§ RECORDS FOR THE EXERCISE:
=== Section Start ===

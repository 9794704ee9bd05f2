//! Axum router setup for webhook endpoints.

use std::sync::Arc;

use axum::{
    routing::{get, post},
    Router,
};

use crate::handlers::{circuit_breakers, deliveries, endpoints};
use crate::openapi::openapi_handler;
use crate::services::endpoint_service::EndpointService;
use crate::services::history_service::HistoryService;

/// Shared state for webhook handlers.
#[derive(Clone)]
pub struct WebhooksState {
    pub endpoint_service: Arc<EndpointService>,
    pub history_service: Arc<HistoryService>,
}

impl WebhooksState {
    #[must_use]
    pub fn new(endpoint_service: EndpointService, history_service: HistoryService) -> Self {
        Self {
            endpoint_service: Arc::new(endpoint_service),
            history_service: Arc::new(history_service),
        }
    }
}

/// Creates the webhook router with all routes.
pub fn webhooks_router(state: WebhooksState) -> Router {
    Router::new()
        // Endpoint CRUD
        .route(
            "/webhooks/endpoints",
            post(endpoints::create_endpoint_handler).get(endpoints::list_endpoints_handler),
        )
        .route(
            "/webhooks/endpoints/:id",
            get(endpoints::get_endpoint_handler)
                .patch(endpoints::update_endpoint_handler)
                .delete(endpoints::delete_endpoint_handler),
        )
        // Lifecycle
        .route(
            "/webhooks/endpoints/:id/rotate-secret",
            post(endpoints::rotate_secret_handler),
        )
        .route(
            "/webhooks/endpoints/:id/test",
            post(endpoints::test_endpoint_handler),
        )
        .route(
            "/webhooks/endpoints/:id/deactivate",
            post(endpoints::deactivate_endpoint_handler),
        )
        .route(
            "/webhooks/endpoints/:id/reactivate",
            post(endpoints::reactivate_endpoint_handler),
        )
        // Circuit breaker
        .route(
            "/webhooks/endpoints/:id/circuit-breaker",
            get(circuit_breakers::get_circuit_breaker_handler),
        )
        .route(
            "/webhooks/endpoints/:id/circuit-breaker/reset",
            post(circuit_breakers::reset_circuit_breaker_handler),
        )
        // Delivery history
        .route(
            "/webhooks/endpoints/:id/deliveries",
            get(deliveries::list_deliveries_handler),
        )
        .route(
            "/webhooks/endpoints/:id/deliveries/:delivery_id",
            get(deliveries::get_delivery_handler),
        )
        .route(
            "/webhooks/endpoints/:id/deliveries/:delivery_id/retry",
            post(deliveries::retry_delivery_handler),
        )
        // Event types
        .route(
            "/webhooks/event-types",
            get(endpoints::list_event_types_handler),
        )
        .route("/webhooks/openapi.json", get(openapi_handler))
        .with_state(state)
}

=== Section End ===

§ ACTIVITY: Copy out the lines of the data where the word "services" can be found.

§ EXERCISE RESULT:
use crate::services::endpoint_service::EndpointService;
use crate::services::history_service::HistoryService;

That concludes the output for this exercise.